Problem requirements » Lines before the one containing "info!(identity = %session.identity, user" are left out. Retype that line and the rest through the end of the material exactly.
- - -
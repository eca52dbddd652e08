//! Signup and login handlers.

use chrono::Utc;
use tracing::{info, warn};

use crate::error::{Error, GatewayError};
use crate::event::InboundEvent;
use crate::gateway::types::SignupRequest;
use crate::outbound::Reply;
use crate::session::{Sensitive, Session, SignupDraft, Step};
use crate::store::LinkedAccount;

use super::{FlowContext, gateway_failure_text, route_by_kyc, validate};

// ── Signup wizard ───────────────────────────────────────────────────

pub async fn signup_first_name(
    _ctx: &FlowContext,
    session: &mut Session,
    event: &InboundEvent,
) -> Result<Reply, Error> {
    let input = event.input();
    if !validate::min_len(input, 2) {
        return Ok(Reply::text(
            "That name looks too short. What is your first name?",
        ));
    }
    session.signup_mut().first_name = Some(input.trim().to_string());
    session.step = Step::SignupLastName;
    Ok(Reply::text("And your last name?"))
}

pub async fn signup_last_name(
    _ctx: &FlowContext,
    session: &mut Session,
    event: &InboundEvent,
) -> Result<Reply, Error> {
    let input = event.input();
    if !validate::min_len(input, 2) {
        return Ok(Reply::text(
            "That name looks too short. What is your last name?",
        ));
    }
    session.signup_mut().last_name = Some(input.trim().to_string());
    session.step = Step::SignupEmail;
    Ok(Reply::text("What email address should we use?"))
}

pub async fn signup_email(
    _ctx: &FlowContext,
    session: &mut Session,
    event: &InboundEvent,
) -> Result<Reply, Error> {
    let input = event.input();
    if !validate::valid_email(input) {
        return Ok(Reply::text(
            "That doesn't look like a valid email address. Please try again.",
        ));
    }
    session.signup_mut().email = Some(input.trim().to_lowercase());
    session.step = Step::SignupPhone;
    Ok(Reply::text(
        "What phone number should we put on the account? Include the country code.",
    ))
}

pub async fn signup_phone(
    _ctx: &FlowContext,
    session: &mut Session,
    event: &InboundEvent,
) -> Result<Reply, Error> {
    let input = event.input();
    if !validate::min_len(input, 6) {
        return Ok(Reply::text(
            "That phone number looks too short. Please include the country code.",
        ));
    }
    session.signup_mut().phone = Some(input.trim().to_string());
    session.step = Step::SignupPassword;
    Ok(Reply::text(
        "Choose a password: at least 6 characters with an uppercase letter, \
         a digit, and one of ! @ # $ & *.",
    ))
}

pub async fn signup_password(
    _ctx: &FlowContext,
    session: &mut Session,
    event: &InboundEvent,
) -> Result<Reply, Error> {
    let input = event.input();
    if !validate::valid_password(input) {
        return Ok(Reply::text(
            "That password doesn't meet the policy: at least 6 characters with \
             an uppercase letter, a digit, and one of ! @ # $ & *.",
        ));
    }
    session.signup_mut().password = Some(Sensitive::new(input));
    session.step = Step::SignupConfirmPassword;
    Ok(Reply::text("Please type the password once more to confirm."))
}

pub async fn signup_confirm_password(
    _ctx: &FlowContext,
    session: &mut Session,
    event: &InboundEvent,
) -> Result<Reply, Error> {
    let input = event.input();
    let matches = session
        .signup_mut()
        .password
        .as_ref()
        .is_some_and(|p| p.expose() == input);
    if !matches {
        return Ok(Reply::text(
            "The passwords don't match. Please type the password once more to confirm.",
        ));
    }
    session.step = Step::SignupReview;
    Ok(review_summary(session.signup_mut()))
}

pub async fn signup_review(
    ctx: &FlowContext,
    session: &mut Session,
    event: &InboundEvent,
) -> Result<Reply, Error> {
    match event.input().to_lowercase().as_str() {
        "confirm" => {}
        "restart" => {
            // Restart discards the whole draft, password included.
            session.data = crate::session::FlowData::Signup(SignupDraft::default());
            session.step = Step::SignupFirstName;
            return Ok(Reply::text(
                "Okay, starting over. What is your first name?",
            ));
        }
        _ => return Ok(review_summary(session.signup_mut())),
    }

    let draft = session.signup_mut();
    let Some(password) = draft.password.as_ref() else {
        // Draft lost its password (should not happen mid-wizard); restart.
        session.data = crate::session::FlowData::Signup(SignupDraft::default());
        session.step = Step::SignupFirstName;
        return Ok(Reply::text(
            "Something went wrong with your draft. Let's start over — what is your first name?",
        ));
    };

    let req = SignupRequest {
        name: draft.full_name(),
        email: draft.email.clone().unwrap_or_default(),
        password: password.expose().to_string(),
        phone_number: draft.phone.clone().unwrap_or_default(),
    };

    match ctx.gateway.signup(req).await {
        Ok(()) => {
            info!(identity = %session.identity, "Signup completed");
            // Success clears the draft (and with it the password).
            session.end_flow(Step::MainMenu);
            Ok(Reply::text(
                "Your account has been created! Log in to continue.",
            )
            .with_template(crate::outbound::Template::AuthChoice))
        }
        Err(GatewayError::Conflict(_)) => Ok(Reply::text(
            "An account with that email already exists. \
             Reply CONFIRM to try again or RESTART to start over.",
        )),
        Err(err) => {
            warn!(identity = %session.identity, error = %err, "Signup failed");
            Ok(
                Reply::text(format!("We couldn't create your account: {err}"))
                    .with_text("Reply CONFIRM to try again or RESTART to start over."),
            )
        }
    }
}

fn review_summary(draft: &SignupDraft) -> Reply {
    Reply::text(format!(
        "Here is what we have:\n\
         Name: {}\n\
         Email: {}\n\
         Phone: {}\n\n\
         Reply CONFIRM to create your account or RESTART to start over.",
        draft.full_name(),
        draft.email.as_deref().unwrap_or_default(),
        draft.phone.as_deref().unwrap_or_default(),
    ))
}

// ── Login ───────────────────────────────────────────────────────────

pub async fn login_email(
    _ctx: &FlowContext,
    session: &mut Session,
    event: &InboundEvent,
) -> Result<Reply, Error> {
    let input = event.input();
    if !validate::valid_email(input) {
        return Ok(Reply::text(
            "That doesn't look like a valid email address. Please enter your email.",
        ));
    }
    session.login_mut().email = Some(input.trim().to_lowercase());
    session.step = Step::LoginPassword;
    Ok(Reply::text("And your password?"))
}

pub async fn login_password(
    ctx: &FlowContext,
    session: &mut Session,
    event: &InboundEvent,
) -> Result<Reply, Error> {
    let password = event.input();
    if password.chars().count() < 6 {
        return Ok(Reply::text(
            "Passwords are at least 6 characters. Please try again.",
        ));
    }

    let email = session.login_mut().email.clone().unwrap_or_default();
    match ctx.gateway.login(&session.identity, &email, password).await {
        Ok(auth) => {
            let now = Utc::now();
            ctx.store
                .upsert_linked_account(&LinkedAccount {
                    identity: session.identity.clone(),
                    email,
                    login_secret: Sensitive::new(password),
                    crm_user_id: auth.user_id.clone(),
                    created_at: now,
                    updated_at: now,
                })
                .await?;
            info!(identity = %session.identity, user = %auth.user_id, "Login succeeded");
            Ok(route_by_kyc(session, auth.kyc_status))
        }
        Err(err) => {
            warn!(identity = %session.identity, error = %err, "Login failed");
            // Invalid credentials and transport failures both restart the
            // login wizard from the email prompt.
            session.login_mut().email = None;
            session.step = Step::LoginEmail;
            let text = match err {
                GatewayError::Unauthorized => {
                    "Those credentials didn't match. Let's try again — what is your email?"
                        .to_string()
                }
                other => format!(
                    "{} Let's try again — what is your email?",
                    gateway_failure_text(&other)
                ),
            };
            Ok(Reply::text(text))
        }
    }
}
- - -
Exercise response »
            info!(identity = %session.identity, user = %auth.user_id, "Login succeeded");
            Ok(route_by_kyc(session, auth.kyc_status))
        }
        Err(err) => {
            warn!(identity = %session.identity, error = %err, "Login failed");
            // Invalid credentials and transport failures both restart the
            // login wizard from the email prompt.
            session.login_mut().email = None;
            session.step = Step::LoginEmail;
            let text = match err {
                GatewayError::Unauthorized => {
                    "Those credentials didn't match. Let's try again — what is your email?"
                        .to_string()
                }
                other => format!(
                    "{} Let's try again — what is your email?",
                    gateway_failure_text(&other)
                ),
            };
            Ok(Reply::text(text))
        }
    }
}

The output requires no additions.